On the 1st, the HIRA initiated public bidding for ‘Research services to revise guidelines on indirect comparison for assessing the clinical utility of new drugs.’ “When used as a resource for evaluating clinical utility of new drugs, direct comparison with substitute drugs through randomization are prioritized to assess their efficacy improvements.
However, in cases where the submitted product was the sole treatment group in a clinical study or where no direct comparison data with a substitute drug is available, an evaluation basis through a valid indirect comparison becomes necessary,” the HIRA explained.
“Based on the findings of the ‘Research on developing the guidelines on indirect comparison for assessing the clinical utility of new drugs (2010),’ the guidelines on the required documentation for new drugs will be formulated.
The guidelines will help applicants submit objective effect comparison data for new drugs, and they will also serve as a resource for assessing the suitability and cost-effectiveness of new drugs.
However, revisions to domestic guidelines may be necessary to accommodate improved methods, particularly when overseas countries have revised their guidelines,” the HIRA added.
Furthermore, once the system updates based on last year’s 'Research on the improvement of the cost-effectiveness evaluation waiver system for drugs (current status and evaluation)’ are implemented, the guideline will serve various uses.

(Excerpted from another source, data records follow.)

//! Document ingestion: extraction → chunking → embedding → storage.
//!
//! Uploads and local files share [`index_item`]. A document is identified by
//! `(source, source_id)`; indexing it again replaces its chunks, FTS rows,
//! and vectors in place, leaving every other document untouched. Unchanged
//! content (same dedup hash) is skipped.
//!
//! Embedding is inline and non-fatal: chunks that could not be embedded stay
//! pending until `ragnote embed pending` or `POST /index/sync`.

use anyhow::Result;
use serde::Serialize;
use sha2::{Digest, Sha256};
use sqlx::SqlitePool;
use std::path::PathBuf;
use std::sync::Arc;
use thiserror::Error;
use uuid::Uuid;

use crate::chunk::chunk_text;
use crate::config::Config;
use crate::db;
use crate::documents;
use crate::embed_cmd;
use crate::extract::{self, ExtractError};
use crate::index::VectorIndex;
use crate::local_files;
use crate::models::{Chunk, IngestItem};

pub const SOURCE_UPLOAD: &str = "upload";
pub const SOURCE_FILE: &str = "file";

#[derive(Debug, Error)]
pub enum IngestError {
    #[error("unsupported file type: {0}")]
    UnsupportedType(String),
    #[error("invalid filename: {0}")]
    InvalidFilename(String),
    #[error(transparent)]
    Extract(#[from] ExtractError),
    #[error("no text could be extracted from {0}")]
    EmptyText(String),
    #[error("extraction aborted for {0}: file is malformed")]
    ExtractionAborted(String),
    #[error(transparent)]
    Other(#[from] anyhow::Error),
}

#[derive(Debug, Clone, Serialize)]
pub struct IngestOutcome {
    pub document_id: String,
    pub chunks: u64,
    pub embedded: u64,
    pub pending: u64,
    pub unchanged: bool,
}

/// Reduce a client-supplied filename to a safe basename.
pub fn sanitize_filename(name: &str) -> Result<String, IngestError> {
    let base = name
        .rsplit(|c: char| c == '/' || c == '\\')
        .next()
        .unwrap_or("")
        .trim();

    if base.is_empty() || base == "." || base == ".." || base.chars().any(char::is_control) {
        return Err(IngestError::InvalidFilename(name.to_string()));
    }
    Ok(base.to_string())
}

/// Extract, store, and index an uploaded file. The filename is the
/// document's identity: uploading the same name again replaces it.
pub async fn ingest_upload(
    pool: &SqlitePool,
    index: &VectorIndex,
    config: &Config,
    filename: &str,
    bytes: Vec<u8>,
) -> Result<IngestOutcome, IngestError> {
    let name = sanitize_filename(filename)?;
    let content_type = extract::content_type_for_filename(&name)
        .ok_or_else(|| IngestError::UnsupportedType(name.clone()))?;

    let bytes = Arc::new(bytes);
    let shared = Arc::clone(&bytes);
    let text = extract_isolated(&name, move || extract::extract_text(&shared, content_type)).await?;

    if text.trim().is_empty() {
        return Err(IngestError::EmptyText(name));
    }

    let uploads_dir = &config.server.uploads_dir;
    tokio::fs::create_dir_all(uploads_dir)
        .await
        .map_err(|e| IngestError::Other(e.into()))?;
    tokio::fs::write(uploads_dir.join(&name), bytes.as_slice())
        .await
        .map_err(|e| IngestError::Other(e.into()))?;

    let item = IngestItem {
        source: SOURCE_UPLOAD.to_string(),
        source_id: name.clone(),
        source_url: None,
        title: Some(name.clone()),
        content_type: content_type.to_string(),
        body: text,
        metadata_json: serde_json::json!({ "filename": name, "size_bytes": bytes.len() })
            .to_string(),
        updated_at: chrono::Utc::now(),
    };

    let outcome = index_item(pool, Some(index), config, &item).await?;
    tracing::info!(
        filename = %name,
        document_id = %outcome.document_id,
        chunks = outcome.chunks,
        embedded = outcome.embedded,
        pending = outcome.pending,
        "upload indexed"
    );
    Ok(outcome)
}

/// Run an extractor on the blocking pool. Parsers for binary formats can
/// panic on malformed input; that surfaces as `ExtractionAborted`.
async fn extract_isolated<F>(name: &str, extract: F) -> Result<String, IngestError>
where
    F: FnOnce() -> Result<String, ExtractError> + Send + 'static,
{
    match tokio::task::spawn_blocking(extract).await {
        Ok(result) => Ok(result?),
        Err(e) => {
            tracing::warn!(file = %name, error = %e, "extractor aborted");
            Err(IngestError::ExtractionAborted(name.to_string()))
        }
    }
}

/// Upsert a document and rebuild its chunks and vectors.
///
/// `index` is the live vector index to update, if one is loaded.
pub async fn index_item(
    pool: &SqlitePool,
    index: Option<&VectorIndex>,
    config: &Config,
    item: &IngestItem,
) -> Result<IngestOutcome> {
    let dedup_hash = dedup_hash(item);

    let existing: Option<(String, String)> =
        sqlx::query_as("SELECT id, dedup_hash FROM documents WHERE source = ? AND source_id = ?")
            .bind(&item.source)
            .bind(&item.source_id)
            .fetch_optional(pool)
            .await?;

    if let Some((id, hash)) = &existing {
        if *hash == dedup_hash {
            return resume_unchanged(pool, index, config, id).await;
        }
    }

    let doc_id = existing
        .map(|(id, _)| id)
        .unwrap_or_else(|| Uuid::new_v4().to_string());

    let chunks = chunk_text(
        &doc_id,
        &item.body,
        config.chunking.max_tokens,
        config.chunking.overlap_tokens,
    );
    write_document(pool, &doc_id, item, &dedup_hash, &chunks).await?;

    let embedded = embed_cmd::embed_chunks(config, pool, &chunks).await;

    if let Some(index) = index {
        let count = embedded.vectors.len();
        if let Err(e) = index.replace_document(&doc_id, embedded.vectors) {
            tracing::warn!(document_id = %doc_id, error = %e, "vector index not updated");
        } else {
            tracing::debug!(document_id = %doc_id, vectors = count, "vector index updated");
        }
    }

    Ok(IngestOutcome {
        document_id: doc_id,
        chunks: chunks.len() as u64,
        embedded: embedded.embedded,
        pending: embedded.pending,
        unchanged: false,
    })
}

/// Unchanged content is not re-chunked, but chunks still missing vectors
/// from an earlier failed pass are embedded now.
async fn resume_unchanged(
    pool: &SqlitePool,
    index: Option<&VectorIndex>,
    config: &Config,
    doc_id: &str,
) -> Result<IngestOutcome> {
    let chunks: i64 = sqlx::query_scalar("SELECT COUNT(*) FROM chunks WHERE document_id = ?")
        .bind(doc_id)
        .fetch_one(pool)
        .await?;
    let mut outcome = IngestOutcome {
        document_id: doc_id.to_string(),
        chunks: chunks as u64,
        embedded: 0,
        pending: 0,
        unchanged: true,
    };

    let model = match config.embedding.model.as_deref() {
        Some(model) if config.embedding.is_enabled() => model,
        _ => return Ok(outcome),
    };
    let pending = embed_cmd::pending_document_chunks(pool, model, doc_id).await?;
    if pending.is_empty() {
        return Ok(outcome);
    }

    let embedded = embed_cmd::embed_chunks(config, pool, &pending).await;
    outcome.embedded = embedded.embedded;
    outcome.pending = embedded.pending;

    if let Some(index) = index {
        if embedded.embedded > 0 {
            if let Err(e) = index.reload_document(pool, doc_id).await {
                tracing::warn!(document_id = %doc_id, error = %e, "vector index not updated");
            }
        }
    }

    tracing::debug!(
        document_id = %doc_id,
        embedded = outcome.embedded,
        pending = outcome.pending,
        "resumed embedding for unchanged document"
    );
    Ok(outcome)
}

/// Delete a document and, for uploads, its stored file.
/// Returns `false` if the document did not exist.
pub async fn delete_upload(
    pool: &SqlitePool,
    index: Option<&VectorIndex>,
    config: &Config,
    document_id: &str,
) -> Result<bool> {
    let origin: Option<(String, String)> =
        sqlx::query_as("SELECT source, source_id FROM documents WHERE id = ?")
            .bind(document_id)
            .fetch_optional(pool)
            .await?;
    let Some((source, source_id)) = origin else {
        return Ok(false);
    };

    documents::delete_document(pool, document_id).await?;
    if let Some(index) = index {
        index.remove_document(document_id);
    }

    if source == SOURCE_UPLOAD {
        let path = config.server.uploads_dir.join(&source_id);
        match tokio::fs::remove_file(&path).await {
            Ok(()) => {}
            Err(e) if e.kind() == std::io::ErrorKind::NotFound => {}
            Err(e) => tracing::warn!(path = %path.display(), error = %e, "could not remove stored upload"),
        }
    }

    tracing::info!(document_id, "document deleted");
    Ok(true)
}

/// CLI entry point for `ragnote ingest`.
pub async fn run_ingest(config: &Config, paths: &[PathBuf], include: &[String]) -> Result<()> {
    let files = local_files::collect_files(paths, include)?;
    let pool = db::connect(config).await?;

    let mut indexed = 0u64;
    let mut unchanged = 0u64;
    let mut skipped = 0u64;
    let mut chunks_written = 0u64;
    let mut embeddings_written = 0u64;
    let mut embeddings_pending = 0u64;

    for file in &files {
        let bytes = Arc::new(std::fs::read(&file.path)?);
        let shared = Arc::clone(&bytes);
        let content_type = file.content_type;
        let extracted =
            extract_isolated(&file.source_id, move || extract::extract_text(&shared, content_type))
                .await;
        let text = match extracted {
            Ok(t) if !t.trim().is_empty() => t,
            Ok(_) => {
                tracing::warn!(path = %file.source_id, "no text extracted, skipping");
                skipped += 1;
                continue;
            }
            Err(e) => {
                tracing::warn!(path = %file.source_id, error = %e, "extraction failed, skipping");
                skipped += 1;
                continue;
            }
        };

        let title = file
            .path
            .file_name()
            .map(|n| n.to_string_lossy().to_string());
        let item = IngestItem {
            source: SOURCE_FILE.to_string(),
            source_id: file.source_id.clone(),
            source_url: Some(format!("file://{}", file.source_id)),
            title,
            content_type: file.content_type.to_string(),
            body: text,
            metadata_json: serde_json::json!({ "size_bytes": bytes.len() }).to_string(),
            updated_at: file.modified,
        };

        let outcome = index_item(&pool, None, config, &item).await?;
        embeddings_written += outcome.embedded;
        embeddings_pending += outcome.pending;
        if outcome.unchanged {
            unchanged += 1;
            continue;
        }
        indexed += 1;
        chunks_written += outcome.chunks;
    }

    println!("ingest");
    println!("  files found: {}", files.len());
    println!("  indexed documents: {}", indexed);
    println!("  unchanged: {}", unchanged);
    println!("  skipped: {}", skipped);
    println!("  chunks written: {}", chunks_written);
    if config.embedding.is_enabled() {
        println!("  embeddings written: {}", embeddings_written);
        println!("  embeddings pending: {}", embeddings_pending);
    }
    println!("ok");

    pool.close().await;
    Ok(())
}

fn dedup_hash(item: &IngestItem) -> String {
    let mut hasher = Sha256::new();
    hasher.update(item.source.as_bytes());
    hasher.update([0u8]);
    hasher.update(item.source_id.as_bytes());
    hasher.update([0u8]);
    hasher.update(item.body.as_bytes());
    format!("{:x}", hasher.finalize())
}

async fn write_document(
    pool: &SqlitePool,
    doc_id: &str,
    item: &IngestItem,
    dedup_hash: &str,
    chunks: &[Chunk],
) -> Result<()> {
    let now = chrono::Utc::now().timestamp();
    let mut tx = pool.begin().await?;

    sqlx::query(
        r#"
        INSERT INTO documents (id, source, source_id, source_url, title, created_at, updated_at, content_type, body, metadata_json, dedup_hash)
        VALUES (?, ?, ?, ?, ?, ?, ?, ?, ?, ?, ?)
        ON CONFLICT(source, source_id) DO UPDATE SET
            source_url = excluded.source_url,
            title = excluded.title,
            updated_at = excluded.updated_at,
            content_type = excluded.content_type,
            body = excluded.body,
            metadata_json = excluded.metadata_json,
            dedup_hash = excluded.dedup_hash
        "#,
    )
    .bind(doc_id)
    .bind(&item.source)
    .bind(&item.source_id)
    .bind(&item.source_url)
    .bind(&item.title)
    .bind(now)
    .bind(item.updated_at.timestamp())
    .bind(&item.content_type)
    .bind(&item.body)
    .bind(&item.metadata_json)
    .bind(dedup_hash)
    .execute(&mut *tx)
    .await?;

    sqlx::query("DELETE FROM chunk_vectors WHERE document_id = ?")
        .bind(doc_id)
        .execute(&mut *tx)
        .await?;
    sqlx::query(
        "DELETE FROM embeddings WHERE chunk_id IN (SELECT id FROM chunks WHERE document_id = ?)",
    )
    .bind(doc_id)
    .execute(&mut *tx)
    .await?;
    sqlx::query("DELETE FROM chunks_fts WHERE document_id = ?")
        .bind(doc_id)
        .execute(&mut *tx)
        .await?;
    sqlx::query("DELETE FROM chunks WHERE document_id = ?")
        .bind(doc_id)
        .execute(&mut *tx)
        .await?;

    for chunk in chunks {
        sqlx::query(
            "INSERT INTO chunks (id, document_id, chunk_index, text, hash) VALUES (?, ?, ?, ?, ?)",
        )
        .bind(&chunk.id)
        .bind(&chunk.document_id)
        .bind(chunk.chunk_index)
        .bind(&chunk.text)
        .bind(&chunk.hash)
        .execute(&mut *tx)
        .await?;

        sqlx::query("INSERT INTO chunks_fts (chunk_id, document_id, text) VALUES (?, ?, ?)")
            .bind(&chunk.id)
            .bind(&chunk.document_id)
            .bind(&chunk.text)
            .execute(&mut *tx)
            .await?;
    }

    tx.commit().await?;
    Ok(())
}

According to findings from last year’s research on improving the cost-effectiveness evaluation waiver system for drugs, the existing waiver system will change into a ‘deferred’ system.
Drugs that are granted deferred status will have their clinical utility assessed during the post-reimbursement management evaluation.
The post-reimbursement evaluation is expected to be important for the drugs that are granted cost-effectiveness deferment.
“There are increasing cases of drugs that cannot produce direct comparison clinical data, such as in cases of anti-cancer drugs and orphan drug treatments featuring a single treatment group in clinical research.
Consequently, the indirect comparison method is expected to become a valuable source following the revision to the cost-effectiveness evaluation waiver system for drugs,” the HIRA explained.
The HIRA plans to sign a contract with external services in February and begin research in March.
The deadline for submitting the final report is set for December.